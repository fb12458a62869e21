//! Error types shared by the envelope codec and the endpoint resolver.

use thiserror::Error;

/// Errors from decoding or encoding a wire envelope.
#[derive(Debug, Error)]
pub enum EnvelopeError {
    #[error("Malformed envelope: {0}")]
    Malformed(#[source] serde_json::Error),

    #[error("Failed to encode envelope of type '{kind}': {source}")]
    Encode {
        kind: String,
        #[source]
        source: serde_json::Error,
    },
}

/// Errors from parsing a page origin such as `https://example.com:9`.
#[derive(Debug, Error, PartialEq, Eq)]
pub enum OriginError {
    #[error("Origin '{0}' is missing a scheme (expected e.g. https://host)")]
    MissingScheme(String),

    #[error("Origin '{0}' has an empty host")]
    EmptyHost(String),
}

• • • • • • •

- [Task item]:
In the entries above, identify every line with the word "https". Copy those lines.

- [Exercise solution]:
/// Errors from parsing a page origin such as `https://example.com:9`.
    #[error("Origin '{0}' is missing a scheme (expected e.g. https://host)")]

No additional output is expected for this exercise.